Enquête. Sorcières modernes : une nouvelle ère de la magie
Par Jade BELLEVILLE
On imagine souvent la sorcière un balai à la main et un chat noir qui l’accompagne. Mais aujourd’hui, la sorcellerie s’est modernisée. Celles qui la pratiquent se sont renouvelées et se trouvent maintenant sur les réseaux sociaux. En même temps que la pratique, c’est l’image de la sorcière qui connaît un jour nouveau. Enquête auprès des nouvelles sorcières.

Chapeau pointu, nez crochu, chat noir, un balai à la main, voici comment on s’imagine les sorcières. D’un simple regard, on pourrait les reconnaître dans une foule. Mais aujourd’hui, celles qui utilisent la sorcellerie ne sont plus aussi simples à repérer. On oublie la maison recluse dans la forêt, on oublie les gros chaudrons.
Les sorcières se sont modernisées et se sont même mises sur les réseaux sociaux. Sur la plateforme TikTok, le hashtag #Witch regroupe plus de cinq millions de vidéos tandis que sur Instagram, on frôle les 21,5 millions. Elles sont de plus en plus nombreuses à se mettre en scène à travers de courtes vidéos pour montrer au grand public ce que c’est qu’être une sorcière en 2025.
Maria, (alias @ma_riiaa._), fait partie de ces néo-sorcières. Elle partage, avec ses 7 271 followers de TikTok, son quotidien de sorcière. « La sorcellerie m’accompagne, des gestes simples de la vie aux rituels ou divinations que j’exerce », explique-t-elle. Tout au long de sa journée, la magie la suit. Lorsqu’elle se maquille, elle en profite pour dessiner des symboles de protection avec ses produits. Le soir, lorsqu’elle prend sa douche, elle « médite et se purifie de tous les moments négatifs ».
La sorcière moderne n’est pas exactement comme ses ancêtres
Thierry Jobard, libraire et auteur du livre sur l’ésotérisme Je crois donc je suis, donne des explications à cette recrudescence de sorcières modernes : « Une des raisons est la perte d’influence du christianisme et du catholicisme. » Le christianisme exerçait un monopole de la croyance mais, avec son déclin au XXe siècle, il y a eu un vide sur le marché. L’autre cause est l’individualisation de la croyance. « Avant, socialement, il fallait s’intégrer dans le religieux parce que ça encadrait toute la vie sociale », met en avant Thierry Jobard.

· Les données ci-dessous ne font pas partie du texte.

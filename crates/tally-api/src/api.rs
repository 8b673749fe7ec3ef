use application::TallyReportQuery;
use axum::{
    Router,
    extract::{Path, Query, State},
    http::{HeaderMap, Uri},
    response::Json,
    routing::{get, post},
};
use domain::{InventoryHostFacts, NormalizedFacts, TagMetaData, TagMetric, TallyReport, Uom};
use serde::Serialize;
use serde_json::{Value, json};
use std::collections::BTreeSet;
use std::sync::Arc;
use tower_http::cors::{Any, CorsLayer};
use tower_http::trace::TraceLayer;
use tracing::debug;

use crate::error::ApiError;
use crate::state::AppState;

/// Header carrying the caller's account number
pub const ACCOUNT_HEADER: &str = "x-account-number";

pub fn create_router(state: Arc<AppState>) -> Router {
    let cors = CorsLayer::new()
        .allow_origin(Any)
        .allow_methods(Any)
        .allow_headers(Any);

    Router::new()
        .route("/health", get(health))
        .route("/api/v1/tally/products/{product_id}", get(get_tally_report))
        .route("/api/v1/registry/tags/{tag}/metrics", get(get_tag_metrics))
        .route("/api/v1/facts/normalize", post(normalize_facts))
        .layer(TraceLayer::new_for_http())
        .layer(cors)
        .with_state(state)
}

async fn health() -> Json<Value> {
    Json(json!({ "status": "ok" }))
}

async fn get_tally_report(
    State(state): State<Arc<AppState>>,
    Path(product_id): Path<String>,
    headers: HeaderMap,
    uri: Uri,
    Query(query): Query<TallyReportQuery>,
) -> Result<Json<TallyReport>, ApiError> {
    let account_number = headers
        .get(ACCOUNT_HEADER)
        .and_then(|value| value.to_str().ok())
        .map(str::trim)
        .filter(|value| !value.is_empty())
        .ok_or(ApiError::MissingAccount)?;
    let request_uri = uri
        .path_and_query()
        .map(|pq| pq.as_str())
        .unwrap_or_else(|| uri.path());

    let report = state
        .report_service
        .get_tally_report(account_number, &product_id, &query, request_uri)
        .await?;
    Ok(Json(report))
}

#[derive(Debug, Serialize)]
#[serde(rename_all = "camelCase")]
struct TagMetricsResponse {
    tag: String,
    uoms: BTreeSet<Uom>,
    metrics: Vec<TagMetric>,
    #[serde(skip_serializing_if = "Option::is_none")]
    metadata: Option<TagMetaData>,
}

async fn get_tag_metrics(
    State(state): State<Arc<AppState>>,
    Path(tag): Path<String>,
) -> Result<Json<TagMetricsResponse>, ApiError> {
    let profile = &state.tag_profile;
    let uoms = profile.supported_metrics_for_product(&tag)?;
    let metrics = uoms
        .iter()
        .filter_map(|uom| profile.tag_metric(&tag, *uom))
        .cloned()
        .collect();
    let metadata = profile.primary_tag_metadata(&tag).cloned();

    Ok(Json(TagMetricsResponse {
        tag,
        uoms,
        metrics,
        metadata,
    }))
}

async fn normalize_facts(
    State(state): State<Arc<AppState>>,
    Json(host): Json<InventoryHostFacts>,
) -> Json<NormalizedFacts> {
    let normalized = state.normalizer.normalize(&host);
    debug!(
        system = %host.system_name,
        products = normalized.products.len(),
        excluded = normalized.is_excluded(),
        "Host facts normalized"
    );
    Json(normalized)
}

Aujourd’hui, on pourrait questionner l’existence de la sorcière moderne. Est-ce que les sorcières modernes sont réellement les mêmes que celles de l’imaginaire collectif du Moyen-Âge et de la Renaissance ? « Non, aucun lien. Le new age s’inspire d’un mouvement qui s’appelle Wicca et qui a été créé en Angleterre et en Irlande [au XXe siècle] par des gens qui étaient des ‘’savants’’ », dénonce Hugues Berton, ethnologue et président de l’association SEREST (Société d’études et de recherches des survivances traditionnelles). Avec cette association, l’ethnologue travaille sur les croyances, notamment celles présentes en Auvergne. Il a réalisé une enquête sur 30 ans afin de recueillir les témoignages oraux des anciens. Selon lui, les créateurs du mouvement Wicca « veulent redonner une image de marque » à la sorcière. Cette nouvelle pensée s’inspire de l’ésotérisme et se base sur la pratique de la sorcellerie.
Thierry Jobard dresse le même constat. À la Renaissance, on était dans une pensée magique, c’est-à-dire que l’on pensait qu’il pouvait y avoir des influences à distance, plus communément appelées : des sorts. « Aujourd’hui, on n’est plus du tout là-dedans, puisque justement, on est dans l’héritage d’à peu près 300 ans de pensée rationnelle », explique-t-il. « Il y a une espèce de cohabitation qui se fait entre le paradigme rationnel et le paradigme magique », ajoute l’auteur.
Les sorcières modernes, malgré leur croyance, vont, si elles sont malades, chez le médecin. Elles se réfèrent à la science moderne mais pratiquent aussi la magie. Ce qui entraîne cette cohabitation est qu’il y a une remise en cause de la science. Certaines personnes considèrent que la science a conduit à la destruction de notre environnement actuel. « La science n’explique pas tout, il y a des choses pour lesquelles on n’a pas de réponse. Ces réponses, elles vont donc les chercher ailleurs », précise Thierry Jobard.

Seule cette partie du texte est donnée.